Personal information
- Full name: Aaron Christopher Billy Ondélé Appindangoyé
- Date of birth: 20 February 1992 (age 34)
- Place of birth: Franceville, Gabon
- Height: 1.84 m (6 ft 0 in)
- Position: Centre back

Team information
- Current team: Sivasspor
- Number: 2

Senior career*
- Years: Team / Apps / (Gls)
- 2010–2015: Mounana
- 2015: → Boavista (loan) / 9 / (0)
- 2015–2016: → Evian TG (loan) / 29 / (0)
- 2016–2017: Laval / 20 / (1)
- 2017–2019: Ümraniyespor / 57 / (0)
- 2019–2024: Sivasspor / 100 / (2)
- 2024–2025: Kocaelispor / 36 / (1)
- 2025–: Sivasspor / 29 / (2)

International career^{‡}
- 2012–: Gabon / 73 / (2)

= Aaron Appindangoyé =

Gabonese footballer (born 1992)

Aaron Christopher Billy Ondélé Appindangoyé (born 20 February 1992) is a Gabonese professional footballer who plays as a central defender for Turkish TFF 1. Lig club Sivasspor.

==Club career==
Trained in Gabon, at the CF Mounana, Gabon's champion in 2012, he is on the Gabonese championship model team for the 2013-2014 season. Contacted after the 2015 Africa Cup of Nations by the Boavista, club of the city of Porto that operates in the Primeira Liga. He joins the club in ready form and stays there until the end of the season. He felt about his first European experience "It went pretty well".

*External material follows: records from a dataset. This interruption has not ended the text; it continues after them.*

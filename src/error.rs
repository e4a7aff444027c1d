//! Error types for the oxidos environment

use thiserror::Error;

/// Errors produced by the compile-and-execute pipeline
#[derive(Error, Debug, Clone, PartialEq)]
pub enum Error {
    // Lexical errors
    /// Unexpected character in the source text
    #[error("Lexical error at line {line}, column {col}: {message}")]
    LexError {
        /// Line number where the error occurred
        line: usize,
        /// Column number where the error occurred
        col: usize,
        /// Error description
        message: String,
    },

    // Syntax errors
    /// Malformed construct encountered during parsing
    #[error("Syntax error at line {line}, column {col}: {message}")]
    SyntaxError {
        /// Line number where the error occurred
        line: usize,
        /// Column number where the error occurred
        col: usize,
        /// Error description
        message: String,
    },

    /// Unexpected end of the translation unit
    #[error("Unexpected end of file")]
    UnexpectedEof,

    // Semantic errors (code generation)
    /// Reference to an identifier with no visible declaration
    #[error("Undeclared identifier `{name}` at line {line}, column {col}")]
    Undeclared {
        /// Identifier name
        name: String,
        /// Line of the reference
        line: usize,
        /// Column of the reference
        col: usize,
    },

    /// Redeclaration of a name already bound in the same scope
    #[error("Duplicate declaration of `{name}` at line {line}, column {col}")]
    DuplicateDeclaration {
        /// Identifier name
        name: String,
        /// Line of the redeclaration
        line: usize,
        /// Column of the redeclaration
        col: usize,
    },

    /// Operand types do not fit the operation
    #[error("Type mismatch at line {line}, column {col}: {message}")]
    TypeMismatch {
        /// Line of the offending expression
        line: usize,
        /// Column of the offending expression
        col: usize,
        /// What went wrong
        message: String,
    },

    /// An address was required but the expression has no storage
    #[error("Lvalue required at line {line}, column {col}: {message}")]
    LvalueRequired {
        /// Line of the offending expression
        line: usize,
        /// Column of the offending expression
        col: usize,
        /// What was attempted
        message: String,
    },

    /// `break` or `continue` outside any loop
    #[error("`{keyword}` outside of a loop at line {line}, column {col}")]
    ControlOutsideLoop {
        /// The offending keyword
        keyword: String,
        /// Line of the statement
        line: usize,
        /// Column of the statement
        col: usize,
    },

    /// General semantic error with a source position
    #[error("Semantic error at line {line}, column {col}: {message}")]
    Semantic {
        /// Line of the construct
        line: usize,
        /// Column of the construct
        col: usize,
        /// Error description
        message: String,
    },

    // Link errors
    /// Include target could not be read from the file system
    #[error("Include not found: {path}")]
    IncludeNotFound {
        /// The unresolved include path
        path: String,
    },

    /// A translation unit includes itself
    #[error("Self include: {path}")]
    SelfInclude {
        /// The offending path
        path: String,
    },

    /// The include graph contains a cycle
    #[error("Include cycle involving {path}")]
    IncludeCycle {
        /// One path on the cycle
        path: String,
    },

    // Runtime faults
    /// Access to a virtual address with no present mapping
    #[error("Page fault in pid {pid} at {addr:#010x}")]
    PageFault {
        /// Faulting process
        pid: u32,
        /// Faulting virtual address
        addr: u32,
    },

    /// Fetched word does not decode to an instruction
    #[error("Invalid instruction {word:#010x} in pid {pid} at {pc:#010x}")]
    InvalidInstruction {
        /// Faulting process
        pid: u32,
        /// Program counter of the fetch
        pc: u32,
        /// The undecodable word
        word: u32,
    },

    /// Stack pointer left the stack segment
    #[error("Stack overflow in pid {pid}")]
    StackOverflow {
        /// Faulting process
        pid: u32,
    },

    /// Integer division or modulo by zero
    #[error("Division by zero in pid {pid} at {pc:#010x}")]
    DivideByZero {
        /// Faulting process
        pid: u32,
        /// Program counter of the instruction
        pc: u32,
    },

    /// Operation on a handle the process does not own
    #[error("Bad handle {handle} in pid {pid}")]
    BadHandle {
        /// Faulting process
        pid: u32,
        /// The handle value
        handle: i64,
    },

    /// File system refused the operation
    #[error("Permission denied: {path}")]
    PermissionDenied {
        /// Path of the refused node
        path: String,
    },

    /// Path does not name a node
    #[error("No such file or directory: {path}")]
    FileNotFound {
        /// The unresolved path
        path: String,
    },

    /// Physical frame pool or a fixed table is exhausted
    #[error("Out of memory: {what}")]
    OutOfMemory {
        /// Which resource ran out
        what: String,
    },

    /// Process table has no free slot
    #[error("Process table exhausted")]
    ProcessTableFull,

    /// Operation on a pid with no live context
    #[error("No such process: {pid}")]
    NoSuchProcess {
        /// The unknown pid
        pid: u32,
    },
}

/// Classifies errors by pipeline stage
#[derive(Debug, Clone, Copy, PartialEq, Eq)]
pub enum ErrorStage {
    /// Lexing, parsing, or code generation
    Compile,
    /// Include resolution and concatenation
    Link,
    /// Execution inside the virtual machine
    Runtime,
}

impl Error {
    /// Shorthand for a semantic diagnostic at a source position
    pub fn semantic(line: usize, col: usize, msg: impl Into<String>) -> Self {
        Error::Semantic {
            line,
            col,
            message: msg.into(),
        }
    }

    /// Which pipeline stage produced this error
    pub fn stage(&self) -> ErrorStage {
        match self {
            Error::IncludeNotFound { .. }
            | Error::SelfInclude { .. }
            | Error::IncludeCycle { .. } => ErrorStage::Link,

            Error::PageFault { .. }
            | Error::InvalidInstruction { .. }
            | Error::StackOverflow { .. }
            | Error::DivideByZero { .. }
            | Error::BadHandle { .. }
            | Error::PermissionDenied { .. }
            | Error::FileNotFound { .. }
            | Error::OutOfMemory { .. }
            | Error::ProcessTableFull
            | Error::NoSuchProcess { .. } => ErrorStage::Runtime,

            _ => ErrorStage::Compile,
        }
    }
}

/// Result type for oxidos operations
pub type Result<T> = std::result::Result<T, Error>;

#[cfg(test)]
mod tests {
    use super::*;

    #[test]
    fn test_stage_classification() {
        let e = Error::IncludeCycle {
            path: "/include/a".into(),
        };
        assert_eq!(e.stage(), ErrorStage::Link);

        let e = Error::PageFault {
            pid: 1,
            addr: 0xF000_0000,
        };
        assert_eq!(e.stage(), ErrorStage::Runtime);

        let e = Error::semantic(3, 7, "bad cast");
        assert_eq!(e.stage(), ErrorStage::Compile);
    }

    #[test]
    fn test_display_carries_position() {
        let e = Error::Undeclared {
            name: "foo".into(),
            line: 12,
            col: 4,
        };
        let msg = e.to_string();
        assert!(msg.contains("foo"));
        assert!(msg.contains("12"));
    }
}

He joined Thonon Evian on loan, relegated to the French second division, on 11 August 2015. Appindangoyé, however, remained in Ligue 2 and joined the Stade Lavallois.

In 2017, Appindangoyé moved to Turkey, where he established himself as a journeyman playing for Ümraniyespor (2 seasons), Sivasspor (5 seasons), Kocaelispor (1 season), and is currently playing for Sivasspor.

==International career==
With regard to the selection of Gabon, he was first called in 2012 and has always been summoned. He was selected for the 2014 African Nations Championship final tournament for the Gabonese national team, but also for matches with players like Pierre-Emerick Aubameyang.

==Career statistics==
===Club===

Appearances and goals by club, season and competition
| Club | Season | League |  |  | National cup |  | League cup |  | Continental |  | Other |  | Total |  |
| Division | Apps | Goals | Apps | Goals | Apps | Goals | Apps | Goals | Apps | Goals | Apps | Goals |
| Mounana | 2010–11 | Gabon Championnat National D1 | — |  | — |  | — |  | — |  | — |  | — |  |
| Boavista (loan) | 2014–15 | Primeira Liga | 9 | 0 | — |  | — |  | — |  | — |  | 9 | 0 |
| Evian TG (loan) | 2015–16 | Ligue 2 | 29 | 0 | 2 | 0 | 2 | 1 | — |  | — |  | 33 | 1 |
| Laval | 2016–17 | Ligue 2 | 20 | 1 | 0 | 0 | 1 | 0 | — |  | — |  | 21 | 1 |
| Ümraniyespor | 2017–18 | TFF 1. Lig | 28 | 0 | — |  | — |  | — |  | — |  | 28 | 0 |
| 2018–19 | TFF 1. Lig | 29 | 0 | 5 | 0 | — |  | — |  | — |  | 34 | 0 |
| Total |  | 57 | 0 | 5 | 0 | — |  | — |  | — |  | 62 | 0 |
| Sivasspor | 2019–20 | Süper Lig | 34 | 0 | 5 | 0 | — |  | — |  | — |  | 39 | 0 |
| 2020–21 | Süper Lig | 13 | 0 | 2 | 0 | — |  | 3 | 0 | — |  | 18 | 0 |
| 2021–22 | Süper Lig | 4 | 0 | 5 | 2 | — |  | — |  | — |  | 9 | 2 |
| 2022–23 | Süper Lig | 18 | 0 | 0 | 0 | — |  | 7 | 0 | 1 | 0 | 26 | 0 |
| 2023–24 | Süper Lig | 31 | 1 | 1 | 0 | — |  | — |  | — |  | 32 | 1 |
| Total |  | 100 | 1 | 13 | 2 | — |  | 10 | 0 | 1 | 0 | 124 | 3 |
| Kocaelispor | 2024–25 | TFF 1. Lig | 32 | 1 | — |  | — |  | — |  | — |  | 32 | 1 |
| 2025–26 | Süper Lig | 4 | 0 | 0 | 0 | — |  | — |  | — |  | 4 | 0 |
| Total |  | 36 | 1 | 0 | 0 | — |  | — |  | — |  | 36 | 1 |
| Sivasspor | 2025–26 | TFF 1. Lig | 8 | 0 | — |  | — |  | — |  | — |  | 8 | 0 |
| Career total |  |  | 259 | 3 | 20 | 2 | 3 | 1 | 10 | 0 | 1 | 0 | 293 | 6 |

===International===

Appearances and goals by national team and year
| National team | Year | Apps | Goals |
| Gabon | 2012 | 1 | 0 |
| 2013 | 8 | 0 |
| 2014 | 8 | 1 |
| 2015 | 12 | 0 |
| 2016 | 6 | 0 |
| 2017 | 9 | 0 |
| 2018 | 6 | 1 |
| 2019 | 4 | 0 |
| 2022 | 3 | 0 |
| 2023 | 5 | 0 |
| 2024 | 8 | 0 |
| 2025 | 4 | 0 |
| Total |  | 74 | 2 |

Scores and results list Gabon's goal tally first.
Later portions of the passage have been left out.